A nova operação será alojada dentro da SC Ventures, a unidade de inovação e capital de risco do banco, em vez de dentro do seu negócio bancário principal.
Principais conclusões:
Essa estrutura é importante. Ao colocar a iniciativa sob a SC Ventures, o Standard Chartered pode expandir a sua presença em criptomoedas enquanto limita a exposição a regras de capital punitivas que ainda pendem sobre os bancos que detêm ativos digitais diretamente.
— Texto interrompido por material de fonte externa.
//! Open Exchange Rates adapter (`https://openexchangerates.org`).
//!
//! Rates come back against the account's base currency (USD unless the plan
//! allows changing it); the requested pair is derived as a cross rate.

use std::collections::HashMap;

use async_trait::async_trait;
use chrono::{DateTime, Utc};
use reqwest::Client;
use serde::Deserialize;
use tracing::debug;

use rates_types::{CurrencyPair, FetchContext, ProviderError, RateProvider, RateQuote};

use crate::ProviderSettings;
use crate::http::get_json;

pub const NAME: &str = "openexchangerates";

#[derive(Debug, Deserialize)]
struct LatestResponse {
    #[serde(default)]
    timestamp: Option<i64>,
    base: String,
    rates: HashMap<String, f64>,
}

/// Provider backed by the Open Exchange Rates `api/latest.json` endpoint.
pub struct OpenExchangeRatesProvider {
    client: Client,
    settings: ProviderSettings,
}

impl OpenExchangeRatesProvider {
    pub fn new(settings: ProviderSettings) -> Self {
        Self::with_client(Client::new(), settings)
    }

    pub fn with_client(client: Client, settings: ProviderSettings) -> Self {
        Self { client, settings }
    }
}

#[async_trait]
impl RateProvider for OpenExchangeRatesProvider {
    fn name(&self) -> &str {
        NAME
    }

    async fn fetch_rate(
        &self,
        ctx: &FetchContext,
        pair: &CurrencyPair,
    ) -> Result<RateQuote, ProviderError> {
        let url = format!("{}/api/latest.json", self.settings.base_url);
        let symbols = format!("{},{}", pair.base(), pair.quote());

        let response: LatestResponse = get_json(
            &self.client,
            ctx,
            &url,
            &[
                ("app_id", self.settings.api_key.as_str()),
                ("symbols", symbols.as_str()),
            ],
        )
        .await?;

        let rate = crate::cross_rate(pair, |code| {
            if response.base == code.as_str() {
                Some(1.0)
            } else {
                response.rates.get(code.as_str()).copied()
            }
        })?;
        debug!(provider = NAME, %pair, rate, base = %response.base, "Decoded rate");

        let observed_at = response
            .timestamp
            .and_then(|ts| DateTime::from_timestamp(ts, 0))
            .unwrap_or_else(Utc::now);

        Ok(RateQuote::observed_at(*pair, rate, NAME, observed_at))
    }
}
À superfície, o movimento parece uma extensão natural da atividade de criptomoedas existente do banco. O Standard Chartered já apoia infraestrutura institucional como a Zodia Custody e a Zodia Markets, e no ano passado posicionou-se como o primeiro banco globalmente importante sistemicamente a oferecer negociação spot de criptomoedas a clientes institucionais.
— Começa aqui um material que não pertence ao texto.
//! Request-scoped deadline and cancellation signal handed to providers.

use std::future::Future;
use std::time::Duration;

use tokio::time::Instant;
use tokio_util::sync::CancellationToken;

use super::provider::ProviderError;

/// Deadline and cancellation signal for one rate resolution.
///
/// Cloning a context shares the same signal. [`FetchContext::child`] derives a
/// context that keeps the deadline and is cancelled together with its parent,
/// but can also be cancelled on its own.
#[derive(Debug, Clone, Default)]
pub struct FetchContext {
    deadline: Option<Instant>,
    token: CancellationToken,
}

impl FetchContext {
    /// Creates a context with no deadline.
    pub fn new() -> Self {
        Self::default()
    }

    /// Creates a context that expires `timeout` from now.
    pub fn with_timeout(timeout: Duration) -> Self {
        Self::with_deadline(Instant::now() + timeout)
    }

    /// Creates a context that expires at `deadline`.
    pub fn with_deadline(deadline: Instant) -> Self {
        Self {
            deadline: Some(deadline),
            token: CancellationToken::new(),
        }
    }

    /// Derives a child context sharing this context's deadline.
    pub fn child(&self) -> Self {
        Self {
            deadline: self.deadline,
            token: self.token.child_token(),
        }
    }

    pub fn deadline(&self) -> Option<Instant> {
        self.deadline
    }

    /// Time left before the deadline, `None` when there is no deadline.
    pub fn remaining(&self) -> Option<Duration> {
        self.deadline
            .map(|d| d.saturating_duration_since(Instant::now()))
    }

    pub fn is_expired(&self) -> bool {
        self.deadline.is_some_and(|d| Instant::now() >= d)
    }

    /// Broadcasts cancellation to this context and all its children.
    pub fn cancel(&self) {
        self.token.cancel();
    }

    pub fn is_cancelled(&self) -> bool {
        self.token.is_cancelled()
    }

    /// Completes once the context is cancelled.
    pub async fn cancelled(&self) {
        self.token.cancelled().await
    }

    /// Completes once the deadline elapses; never completes without one.
    pub async fn expired(&self) {
        match self.deadline {
            Some(deadline) => tokio::time::sleep_until(deadline).await,
            None => std::future::pending().await,
        }
    }

    /// Runs `work` until it finishes, the context is cancelled, or the
    /// deadline elapses, whichever comes first.
    ///
    /// Abandoning `work` drops it, which aborts any in-flight request it owns.
    pub async fn race<T, F>(&self, work: F) -> Result<T, ProviderError>
    where
        F: Future<Output = Result<T, ProviderError>>,
    {
        if self.is_cancelled() {
            return Err(ProviderError::Cancelled);
        }
        if self.is_expired() {
            return Err(ProviderError::DeadlineExceeded);
        }

        tokio::select! {
            biased;
            _ = self.cancelled() => Err(ProviderError::Cancelled),
            _ = self.expired() => Err(ProviderError::DeadlineExceeded),
            result = work => result,
        }
    }
}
Mas o ângulo regulatório é igualmente importante. Sob as regras de Basileia III finalizadas em 2022, ativos de criptomoedas "sem permissão" como Bitcoin e Ether têm um peso de risco de 1.250% se detidos no balanço de um banco — tornando efetivamente o envolvimento em grande escala não económico. Exposições do tipo capital de risco, em contraste, enfrentam encargos de capital muito mais baixos. Operar a corretagem principal através da SC Ventures oferece uma solução prática enquanto os reguladores continuam a debater como os bancos devem tratar o risco de criptomoedas.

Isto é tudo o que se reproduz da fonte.